《Efficient State-based CRDTs by Delta-Mutation》 阅读笔记。


论文地址 代码地址

1. CmRDT 和 CvRDT 的不足

本文作者认为 CmRDT 的不足之处有三:

  • 为确保幂等性:要求消息传输提供 exactly once 的保证 (本身幂等的操作无需此约束)
  • 因为两两节点之间都需通信以协调,故动态维护节点之间拓扑结构较为麻烦
  • 要求操作在所有节点上单独执行(即使是批量操作)

CvRDT 的不足之处则主要在于每次需要传递当前状态,通信消耗过大。

2. Delta-state CRDTs

2.1. Definition

Delta-mutator: A delta-mutator $m^\delta$ is a function, corresponding to an update operation, which takes a state $\mathrm{X}$ in a join-semilattice $\mathrm{S}$ as parameter and returns a delta-mutation $m^\delta(\mathrm{X})$, also in $\mathrm{S}$.

Delta-group: A delta-group is inductively defined as either a delta-mutation or a join of several delta-group.

$\delta$-CRDT: A $\delta$-CRDT consists of a triple $(\mathrm{S}, \mathrm{M}^\delta, \mathrm{Q})$, where $\mathrm{S}$ is a join-semilattice, $\mathrm{M}^\delta$ is a set of delta-mutators, and $\mathrm{Q}$ is a set of query functions, where the state transition at each replica is given by either joining the current state $\mathrm{X} \in \mathrm{S}$ with a delta-mutation:

$$\mathrm{X'} = \mathrm{X} \sqcup m^\delta(\mathrm{X})$$

or joining the current state with some received delta-group $\mathrm{D}$:

$$\mathrm{X'} = \mathrm{X} \sqcup \mathrm{D}$$

2.2. Delta-state decomposition of standards CRDTs

A $\delta$-CRDT $(\mathrm{S}, \mathrm{M}^\delta, \mathrm{Q})$ is a delta-state decomposition of a state-based CRDT $(\mathrm{S}, \mathrm{M}, \mathrm{Q})$, if for every mutator $m \in \mathrm{M}$, we have a corresponding mutator $m^\delta \in \mathrm{M}^\delta$ such that, for every state $\mathrm{X} \in \mathrm{S}$:

$$m(\mathrm{X}) = \mathrm{X} \sqcup m^\delta(\mathrm{X})$$

因此我们的目标便是寻找满足上式的 $m^\delta(\mathrm{X})$,很明显 $m(\mathrm{X})$ 是一个解,因此 CvRDT 是 $\delta$-CRDT 的一种特殊形式。
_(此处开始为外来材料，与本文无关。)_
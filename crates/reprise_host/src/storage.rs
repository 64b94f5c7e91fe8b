//! The `localStorage` global.

use indexmap::IndexMap;
use reprise_core::{EngineError, EngineResult};
use std::cell::RefCell;

/// Ordered string key/value storage
pub trait StorageApi {
    /// Number of keys
    ///
    /// # Errors
    ///
    /// Returns error if the backing store is unavailable
    fn length(&self) -> EngineResult<usize>;

    /// Key at `index` in insertion order
    ///
    /// # Errors
    ///
    /// Returns error if the backing store is unavailable
    fn key(&self, index: usize) -> EngineResult<Option<String>>;

    /// Value stored under `key`
    ///
    /// # Errors
    ///
    /// Returns error if the backing store is unavailable
    fn get_item(&self, key: &str) -> EngineResult<Option<String>>;

    /// Store `value` under `key`
    ///
    /// # Errors
    ///
    /// Returns error if the backing store is unavailable
    fn set_item(&self, key: &str, value: &str) -> EngineResult<()>;

    /// Remove `key`
    ///
    /// # Errors
    ///
    /// Returns error if the backing store is unavailable
    fn remove_item(&self, key: &str) -> EngineResult<()>;

    /// Remove every key
    ///
    /// # Errors
    ///
    /// Returns error if the backing store is unavailable
    fn clear(&self) -> EngineResult<()>;
}

/// In-memory storage preserving insertion order
#[derive(Debug, Default)]
pub struct MemoryStorage {
    items: RefCell<IndexMap<String, String>>,
}

impl MemoryStorage {
    /// Empty storage
    #[must_use]
    pub fn new() -> Self {
        Self::default()
    }

    fn items(&self) -> EngineResult<std::cell::RefMut<'_, IndexMap<String, String>>> {
        self.items
            .try_borrow_mut()
            .map_err(|_| EngineError::invalid_state("storage is busy"))
    }
}

impl StorageApi for MemoryStorage {
    fn length(&self) -> EngineResult<usize> {
        Ok(self.items()?.len())
    }

    fn key(&self, index: usize) -> EngineResult<Option<String>> {
        Ok(self.items()?.get_index(index).map(|(k, _)| k.clone()))
    }

    fn get_item(&self, key: &str) -> EngineResult<Option<String>> {
        Ok(self.items()?.get(key).cloned())
    }

    fn set_item(&self, key: &str, value: &str) -> EngineResult<()> {
        self.items()?.insert(key.to_string(), value.to_string());
        Ok(())
    }

    fn remove_item(&self, key: &str) -> EngineResult<()> {
        self.items()?.shift_remove(key);
        Ok(())
    }

    fn clear(&self) -> EngineResult<()> {
        self.items()?.clear();
        Ok(())
    }
}
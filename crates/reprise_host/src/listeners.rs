//! `addEventListener` / `removeEventListener` on the window and document.

use reprise_core::EngineResult;
use reprise_dom::{EventTarget, Listener, ListenerStore};
use std::rc::Rc;

/// The listener registration entry point
pub trait ListenerApi {
    /// Register `listener` on `target`
    ///
    /// # Errors
    ///
    /// Returns error if the listener store is busy
    fn add_event_listener(
        &self,
        target: EventTarget,
        event_type: &str,
        listener: Listener,
        capture: bool,
    ) -> EngineResult<()>;

    /// Unregister `listener` from `target`, returning whether it was present
    ///
    /// # Errors
    ///
    /// Returns error if the listener store is busy
    fn remove_event_listener(
        &self,
        target: EventTarget,
        event_type: &str,
        listener: &Listener,
        capture: bool,
    ) -> EngineResult<bool>;
}

/// Registration straight into the window's store
pub struct NativeListeners {
    store: Rc<ListenerStore>,
}

impl NativeListeners {
    /// Entry point writing to `store`
    pub fn new(store: Rc<ListenerStore>) -> Self {
        Self { store }
    }
}

impl ListenerApi for NativeListeners {
    fn add_event_listener(
        &self,
        target: EventTarget,
        event_type: &str,
        listener: Listener,
        capture: bool,
    ) -> EngineResult<()> {
        self.store.add(target, event_type, listener, capture)
    }

    fn remove_event_listener(
        &self,
        target: EventTarget,
        event_type: &str,
        listener: &Listener,
        capture: bool,
    ) -> EngineResult<bool> {
        self.store.remove(target, event_type, listener, capture)
    }
}
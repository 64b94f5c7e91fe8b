//! REPRISE Core Types
//!
//! Pure types shared by every crate in the workspace: the error taxonomy,
//! recorded platform exceptions, timestamps, identifiers and session
//! configuration. No I/O and no platform access.

#![warn(missing_docs)]
#![warn(clippy::all)]

pub mod config;
pub mod error;
pub mod exception;
pub mod id;
pub mod time;

// Re-exports
pub use config::{CaptureConfig, Delay, ReplayConfig};
pub use error::{EngineError, EngineResult};
pub use exception::DomException;
pub use id::{IdAllocator, RequestId, TimerId};
pub use time::Timestamp;
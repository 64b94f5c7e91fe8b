//! Capture, target and bubble dispatch.
//!
//! The propagation path is computed before any listener runs, so listeners
//! that mutate the tree do not change which targets see the event.

use crate::document::Document;
use crate::event::{DomEvent, EventPhase, EventTarget};
use crate::listener::ListenerStore;
use reprise_core::{DomException, EngineResult};
use tracing::trace;

/// Ancestors of `target`, nearest first
///
/// Nodes attached to the document end with `Document` then `Window`; the
/// document itself ends with `Window`. Detached subtrees stop at their
/// root. Windows and requests have no ancestors.
#[must_use]
pub fn propagation_path(doc: &Document, target: EventTarget) -> Vec<EventTarget> {
    match target {
        EventTarget::Window | EventTarget::Request(_) => Vec::new(),
        EventTarget::Document => vec![EventTarget::Window],
        EventTarget::Element(id) => {
            let mut path = Vec::new();
            let mut current = doc.parent(id);
            while let Some(node) = current {
                if node == doc.root() {
                    path.push(EventTarget::Document);
                    path.push(EventTarget::Window);
                    break;
                }
                path.push(EventTarget::Element(node));
                current = doc.parent(node);
            }
            path
        }
    }
}

fn invoke(
    listeners: &ListenerStore,
    current: EventTarget,
    capture: bool,
    event: &mut DomEvent,
) -> EngineResult<()> {
    let snapshot = listeners.snapshot(current, &event.event_type, capture)?;
    event.current_target = Some(current);
    for listener in snapshot {
        listener(event)?;
        if event.immediate_propagation_stopped() {
            break;
        }
    }
    event.clear_immediate();
    Ok(())
}

fn run(
    listeners: &ListenerStore,
    path: &[EventTarget],
    target: EventTarget,
    event: &mut DomEvent,
) -> EngineResult<()> {
    event.phase = EventPhase::Capturing;
    for current in path.iter().rev() {
        invoke(listeners, *current, true, event)?;
        if event.propagation_stopped() {
            return Ok(());
        }
    }

    event.phase = EventPhase::AtTarget;
    invoke(listeners, target, true, event)?;
    if event.propagation_stopped() {
        return Ok(());
    }
    invoke(listeners, target, false, event)?;
    if event.propagation_stopped() || !event.bubbles {
        return Ok(());
    }

    event.phase = EventPhase::Bubbling;
    for current in path {
        invoke(listeners, *current, false, event)?;
        if event.propagation_stopped() {
            return Ok(());
        }
    }
    Ok(())
}

/// Dispatch `event` to `target` along `path`
///
/// Returns `false` if a listener prevented the default action.
///
/// # Errors
///
/// Returns `InvalidStateError` for uninitialized or already dispatching
/// events, and the first error returned by a listener
pub fn dispatch(
    listeners: &ListenerStore,
    path: &[EventTarget],
    target: EventTarget,
    event: &mut DomEvent,
) -> EngineResult<bool> {
    if !event.is_initialized() || event.event_type.is_empty() {
        return Err(DomException::invalid_state_error("the event is not initialized").into());
    }
    if event.is_dispatching() {
        return Err(DomException::invalid_state_error("the event is already being dispatched").into());
    }

    trace!(event_type = %event.event_type, %target, "dispatching");
    event.begin_dispatch(target);
    let result = run(listeners, path, target, event);
    event.end_dispatch();
    result?;

    Ok(!event.default_prevented)
}
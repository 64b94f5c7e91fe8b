//! `Date` interception.
//!
//! Ambient time reads are the static `now`, zero-argument construction and
//! the function-call form. Construction from explicit arguments is not a
//! read of the environment and passes through untouched.

use crate::context::{CaptureContext, NativeRefs, ReplayContext, ReplayCursors, SessionLog};
use crate::plugin::{Hook, Plugin, require_natives};
use reprise_core::{EngineResult, Timestamp};
use reprise_host::{Date, DateApi, DateArgs};
use std::rc::Rc;
use tracing::trace;

/// Records and replays ambient clock reads
pub struct DatePlugin {
    natives: Option<NativeRefs>,
    hook: Hook<dyn DateApi>,
}

impl DatePlugin {
    /// Create the plugin
    #[must_use]
    pub fn new() -> Self {
        Self {
            natives: None,
            hook: Hook::new("Date"),
        }
    }
}

impl Default for DatePlugin {
    fn default() -> Self {
        Self::new()
    }
}

impl Plugin for DatePlugin {
    fn init(&mut self, natives: &NativeRefs) -> EngineResult<()> {
        self.natives = Some(natives.clone());
        Ok(())
    }

    fn capture(&mut self, cx: &CaptureContext) -> EngineResult<()> {
        let slot = &cx.window.globals().date;
        let wrapper = Rc::new(CapturingDate {
            inner: slot.get(),
            log: cx.log.clone(),
        });
        self.hook.install(slot, wrapper);
        Ok(())
    }

    fn before_replay(&mut self, cx: &ReplayContext) -> EngineResult<()> {
        let slot = &cx.window.globals().date;
        let wrapper = Rc::new(ReplayingDate {
            inner: slot.get(),
            cursors: cx.cursors.clone(),
        });
        self.hook.install(slot, wrapper);
        Ok(())
    }

    fn clean_up(&mut self) -> EngineResult<()> {
        let natives = require_natives(&self.natives)?;
        self.hook.uninstall(&natives.window.globals().date);
        Ok(())
    }
}

struct CapturingDate {
    inner: Rc<dyn DateApi>,
    log: SessionLog,
}

impl CapturingDate {
    fn push(&self, time: Timestamp) -> EngineResult<()> {
        if !self.log.is_live() {
            return Ok(());
        }
        trace!(%time, "captured clock read");
        self.log.record(|log| log.dates.push(time))
    }
}

impl DateApi for CapturingDate {
    fn now(&self) -> EngineResult<Timestamp> {
        let time = self.inner.now()?;
        self.push(time)?;
        Ok(time)
    }

    fn construct(&self, args: DateArgs) -> EngineResult<Date> {
        let ambient = matches!(args, DateArgs::Now);
        let date = self.inner.construct(args)?;
        if ambient {
            if let Some(time) = date.time() {
                self.push(time)?;
            }
        }
        Ok(date)
    }

    fn call(&self) -> EngineResult<String> {
        Ok(self.construct(DateArgs::Now)?.to_string())
    }
}

struct ReplayingDate {
    inner: Rc<dyn DateApi>,
    cursors: ReplayCursors,
}

impl DateApi for ReplayingDate {
    fn now(&self) -> EngineResult<Timestamp> {
        self.cursors.next_date()
    }

    fn construct(&self, args: DateArgs) -> EngineResult<Date> {
        match args {
            DateArgs::Now => Ok(Date::from_timestamp(self.cursors.next_date()?)),
            explicit => self.inner.construct(explicit),
        }
    }

    fn call(&self) -> EngineResult<String> {
        Ok(self.construct(DateArgs::Now)?.to_string())
    }
}

#[cfg(test)]
mod tests {
    use super::*;
    use crate::session::Engine;
    use reprise_core::{CaptureConfig, EngineError, ReplayConfig};
    use reprise_host::{DateComponents, PlatformConfig, Window};
    use reprise_log::kind;

    fn plugged(window: &Window) -> Engine {
        let mut engine = Engine::bare(window);
        engine.plug("date", DatePlugin::new()).unwrap();
        engine
    }

    #[test]
    fn test_only_ambient_reads_are_logged() {
        let window = Window::new(PlatformConfig::default().with_epoch(Timestamp::from_millis(1_000)));
        let mut engine = plugged(&window);
        engine.capture(CaptureConfig::default()).unwrap();

        let date = window.date();
        assert_eq!(date.now().unwrap(), Timestamp::from_millis(1_000));
        let explicit = date.construct(DateArgs::Millis(5)).unwrap();
        assert_eq!(explicit.time(), Some(Timestamp::from_millis(5)));
        date.construct(DateArgs::Components(DateComponents {
            year: 2013,
            ..DateComponents::default()
        }))
        .unwrap();
        window.run_for(10).unwrap();
        date.construct(DateArgs::Now).unwrap();
        date.call().unwrap();

        let log = engine.flush().unwrap();
        assert_eq!(
            log.dates,
            vec![
                Timestamp::from_millis(1_000),
                Timestamp::from_millis(1_010),
                Timestamp::from_millis(1_010),
            ]
        );
        assert!(log.events.iter().all(|e| e.kind != kind::DOM));
    }

    #[test]
    fn test_replay_returns_recorded_reads() {
        let window = Window::default();
        let mut engine = plugged(&window);
        let mut log = reprise_log::Log::new();
        log.dates = vec![Timestamp::from_millis(42), Timestamp::from_millis(1_357_000_000_000)];
        engine.replay(log, ReplayConfig::default()).unwrap();

        let date = window.date();
        assert_eq!(date.now().unwrap(), Timestamp::from_millis(42));
        assert_eq!(
            date.construct(DateArgs::Millis(7)).unwrap().time(),
            Some(Timestamp::from_millis(7))
        );
        assert_eq!(
            date.call().unwrap(),
            "Tue Jan 01 2013 00:26:40 GMT+0000 (Coordinated Universal Time)"
        );
        assert!(matches!(date.now(), Err(EngineError::Exhausted { .. })));
    }

    #[test]
    fn test_clean_up_restores_native() {
        let window = Window::default();
        let native = window.date();
        let mut engine = plugged(&window);
        engine.capture(CaptureConfig::default()).unwrap();
        assert!(!window.globals().date.holds(&native));

        engine.clean_up().unwrap();
        assert!(window.globals().date.holds(&native));
    }

    #[test]
    fn test_held_wrapper_stops_recording_after_clean_up() {
        let window = Window::default();
        let mut engine = plugged(&window);
        engine.capture(CaptureConfig::default()).unwrap();
        let held = window.date();
        held.now().unwrap();
        engine.clean_up().unwrap();

        held.now().unwrap();
        held.construct(DateArgs::Now).unwrap();
        assert_eq!(engine.flush().unwrap().dates.len(), 1);
    }
}
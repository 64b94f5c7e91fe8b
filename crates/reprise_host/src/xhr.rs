//! The `XMLHttpRequest` global.
//!
//! Request objects are reached through a dynamic member interface
//! ([`XhrObject`]) so interceptors can observe every property read and
//! method call uniformly. [`XmlHttpRequest`] is the typed view application
//! code uses on top of it.

use crate::event_loop::EventLoop;
use crate::network::{Network, Request, Response};
use indexmap::IndexMap;
use reprise_core::{DomException, EngineError, EngineResult, IdAllocator, RequestId};
use reprise_dom::{DomEvent, EventInit, EventInterface, EventTarget, Listener, ListenerStore, dispatch};
use serde_json::Value;
use std::cell::RefCell;
use std::rc::{Rc, Weak};
use tracing::trace;

/// `readyState` before `open`
pub const UNSENT: u16 = 0;
/// `readyState` after `open`
pub const OPENED: u16 = 1;
/// `readyState` once headers arrived
pub const HEADERS_RECEIVED: u16 = 2;
/// `readyState` while the body streams
pub const LOADING: u16 = 3;
/// `readyState` when finished
pub const DONE: u16 = 4;

/// Readable properties of a request
pub const XHR_PROPERTIES: &[&str] = &[
    "readyState",
    "status",
    "statusText",
    "responseText",
    "response",
    "responseType",
    "timeout",
    "withCredentials",
];

/// Callable methods of a request
pub const XHR_METHODS: &[&str] = &[
    "open",
    "send",
    "abort",
    "setRequestHeader",
    "getResponseHeader",
    "getAllResponseHeaders",
    "overrideMimeType",
];

/// Member names a constructor exposes
#[derive(Debug, Clone, PartialEq, Eq)]
pub struct XhrMembers {
    /// Property names
    pub properties: Vec<String>,
    /// Method names
    pub methods: Vec<String>,
}

impl XhrMembers {
    /// The native member set
    #[must_use]
    pub fn native() -> Self {
        Self {
            properties: XHR_PROPERTIES.iter().map(|p| (*p).to_string()).collect(),
            methods: XHR_METHODS.iter().map(|m| (*m).to_string()).collect(),
        }
    }
}

/// A request object with a dynamic member interface
pub trait XhrObject {
    /// Read a property
    ///
    /// # Errors
    ///
    /// Returns `Exception` for platform exceptions the read raises
    fn get(&self, name: &str) -> EngineResult<Value>;

    /// Write a property
    ///
    /// # Errors
    ///
    /// Returns `Exception` for platform exceptions the write raises
    fn set(&self, name: &str, value: Value) -> EngineResult<()>;

    /// Call a method
    ///
    /// # Errors
    ///
    /// Returns `Exception` for platform exceptions the call raises
    fn call(&self, name: &str, args: &[Value]) -> EngineResult<Value>;

    /// `addEventListener`
    ///
    /// # Errors
    ///
    /// Returns error if the listener store is busy
    fn add_listener(&self, event_type: &str, listener: Listener) -> EngineResult<()>;

    /// `removeEventListener`
    ///
    /// # Errors
    ///
    /// Returns error if the listener store is busy
    fn remove_listener(&self, event_type: &str, listener: &Listener) -> EngineResult<bool>;

    /// Assign an `on<type>` handler; `None` clears it
    ///
    /// # Errors
    ///
    /// Returns error if the listener store is busy
    fn set_event_handler(&self, event_type: &str, handler: Option<Listener>) -> EngineResult<()>;

    /// Listeners registered for `event_type`, handlers included
    fn listener_count(&self, event_type: &str) -> usize;
}

/// The `XMLHttpRequest` constructor
pub trait XhrApi {
    /// `new XMLHttpRequest()`
    ///
    /// # Errors
    ///
    /// Returns error if an interceptor cannot produce a request
    fn construct(&self) -> EngineResult<Rc<dyn XhrObject>>;

    /// Members instances expose
    fn members(&self) -> XhrMembers;
}

/// Listener bookkeeping of one request object
///
/// `on<type>` handlers are ordinary listeners, replaced in place.
pub struct RequestEvents {
    target: EventTarget,
    store: ListenerStore,
    handlers: RefCell<IndexMap<String, Listener>>,
}

impl RequestEvents {
    /// Bookkeeping for the request known as `id`
    #[must_use]
    pub fn new(id: RequestId) -> Self {
        Self {
            target: EventTarget::Request(id),
            store: ListenerStore::new(),
            handlers: RefCell::new(IndexMap::new()),
        }
    }

    /// The request's target
    #[must_use]
    pub fn target(&self) -> EventTarget {
        self.target
    }

    /// Register a listener
    ///
    /// # Errors
    ///
    /// Returns error if the store is busy
    pub fn add(&self, event_type: &str, listener: Listener) -> EngineResult<()> {
        self.store.add(self.target, event_type, listener, false)
    }

    /// Unregister a listener
    ///
    /// # Errors
    ///
    /// Returns error if the store is busy
    pub fn remove(&self, event_type: &str, listener: &Listener) -> EngineResult<bool> {
        self.store.remove(self.target, event_type, listener, false)
    }

    /// Replace the `on<type>` handler
    ///
    /// # Errors
    ///
    /// Returns error if the store is busy
    pub fn set_handler(&self, event_type: &str, handler: Option<Listener>) -> EngineResult<()> {
        let previous = {
            let mut handlers = self
                .handlers
                .try_borrow_mut()
                .map_err(|_| EngineError::invalid_state("request handlers are busy"))?;
            match &handler {
                Some(h) => handlers.insert(event_type.to_string(), Rc::clone(h)),
                None => handlers.shift_remove(event_type),
            }
        };
        if let Some(previous) = previous {
            self.remove(event_type, &previous)?;
        }
        if let Some(handler) = handler {
            self.add(event_type, handler)?;
        }
        Ok(())
    }

    /// Listeners for `event_type`
    #[must_use]
    pub fn count(&self, event_type: &str) -> usize {
        self.store.count(self.target, event_type)
    }

    /// Dispatch `event` at the request
    ///
    /// # Errors
    ///
    /// Returns the first listener error
    pub fn dispatch(&self, event: &mut DomEvent) -> EngineResult<bool> {
        dispatch(&self.store, &[], self.target, event)
    }
}

impl std::fmt::Debug for RequestEvents {
    fn fmt(&self, f: &mut std::fmt::Formatter<'_>) -> std::fmt::Result {
        f.debug_struct("RequestEvents")
            .field("target", &self.target)
            .finish_non_exhaustive()
    }
}

#[derive(Debug, Default)]
struct XhrState {
    ready_state: u16,
    method: String,
    url: String,
    request_headers: IndexMap<String, String>,
    send_flag: bool,
    error: bool,
    response: Option<Response>,
    response_type: String,
    timeout: u64,
    with_credentials: bool,
    pending: Option<u64>,
}

/// The platform's request object
pub struct NativeXhr {
    this: Weak<NativeXhr>,
    event_loop: Rc<EventLoop>,
    network: Rc<Network>,
    state: RefCell<XhrState>,
    events: RequestEvents,
}
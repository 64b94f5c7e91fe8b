//! Identifiers allocated during a session.
//!
//! Ids are small integers handed out in allocation order. Capture and replay
//! allocate in the same order when the application behaves the same, which
//! is what lets a replayed entry find its callback or request again.

use serde::{Deserialize, Serialize};
use std::cell::Cell;

/// Timer identifier, unique per scheduling primitive kind
#[derive(Debug, Clone, Copy, PartialEq, Eq, Hash, PartialOrd, Ord, Serialize, Deserialize)]
#[serde(transparent)]
pub struct TimerId(u64);

impl TimerId {
    /// Create from raw value
    #[must_use]
    pub const fn from_raw(value: u64) -> Self {
        Self(value)
    }

    /// Get raw value
    #[must_use]
    pub const fn as_u64(&self) -> u64 {
        self.0
    }
}

impl std::fmt::Display for TimerId {
    fn fmt(&self, f: &mut std::fmt::Formatter<'_>) -> std::fmt::Result {
        write!(f, "timer_{}", self.0)
    }
}

/// Asynchronous request identifier, session-wide allocation order
#[derive(Debug, Clone, Copy, PartialEq, Eq, Hash, PartialOrd, Ord, Serialize, Deserialize)]
#[serde(transparent)]
pub struct RequestId(u64);

impl RequestId {
    /// Create from raw value
    #[must_use]
    pub const fn from_raw(value: u64) -> Self {
        Self(value)
    }

    /// Get raw value
    #[must_use]
    pub const fn as_u64(&self) -> u64 {
        self.0
    }

    /// Position in allocation order
    #[must_use]
    pub const fn index(&self) -> usize {
        self.0 as usize
    }
}

impl std::fmt::Display for RequestId {
    fn fmt(&self, f: &mut std::fmt::Formatter<'_>) -> std::fmt::Result {
        write!(f, "xhr_{}", self.0)
    }
}

/// Monotonic counter for allocation-order ids
#[derive(Debug, Default)]
pub struct IdAllocator {
    next: Cell<u64>,
}

impl IdAllocator {
    /// Create a counter starting at zero
    #[must_use]
    pub fn new() -> Self {
        Self::default()
    }

    /// Take the next id
    pub fn allocate(&self) -> u64 {
        let id = self.next.get();
        self.next.set(id + 1);
        id
    }

    /// Number of ids handed out so far
    #[must_use]
    pub fn allocated(&self) -> u64 {
        self.next.get()
    }

    /// Start again from zero
    pub fn reset(&self) {
        self.next.set(0);
    }
}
为了克服 CvRDT 通信消耗大的缺点,很明显我们想得到的解需满足以下条件:

$$size(m^\delta(\mathrm{X})) \ll size(m(\mathrm{X}))$$

3. State Convergence

$\delta$-CRDT convergence: Consider a set of replicas of a $\delta$-CRDT object, replica $i$ evolving along a sequence of state $\mathrm{X}^0_i = \perp, \mathrm{X}^1_i$…, each replica performing delta-mutations of the form $m^\delta_{i,k}(\mathrm{X}^k_i)$ at some subset of its sequnece of states, and evolving by joining the current state either with self-generated deltas or with delta-groups received from others. If each delta-mutation $m^\delta(\mathrm{X}^k_i)_{i,k}$ produced at each replica is joined (directly or as part of a delta-group) at least once with every other replica, all replica states become equal.

join 操作满足结合律、交换律和幂等易得此结论。

3.1. Basic anti-entropy algorithm

basic_anti_entropy_algo.png

The basic algorithm operators in two modes:

  • transitive mode: deltas received at node $i$ from node $j$ can later be sent to some other node $k$ (line 21)
  • direct mode: a delta-group is exclusively the join of local delta-mutations (line 23)

4. Causal Consistency

CvRDT 中每次传输的是 full state,隐式地确保了因果一致性,而在 $\delta$-CRDT 中若想提供因果一致性则需要满足某些条件。

Delta-interval: Given a replica $i$ progressing along the states $\mathrm{X}_i^0, \mathrm{X}_i^1, \dots$ by joining delta $d_i^k$ (either local delta-mutation or recived delta-group) into $\mathrm{X}_i^k$ to obtain $\mathrm{X}_i^{k+1}$, a delta-interval $\Delta_i^{a,b}$ is a delta-group resulting from joining deltas $d_i^a,\dots, d_i^{b-1}$:

$$\Delta_i^{a,b} = \bigsqcup\{d_i^k | a \le k < b\}$$

Delta-interval-based anti-entropy algorithm: A given anti-entropy algorithm for $\delta$-CRDTs is delta-interval-based, if all deltas sent to other replicas are delta-intervals.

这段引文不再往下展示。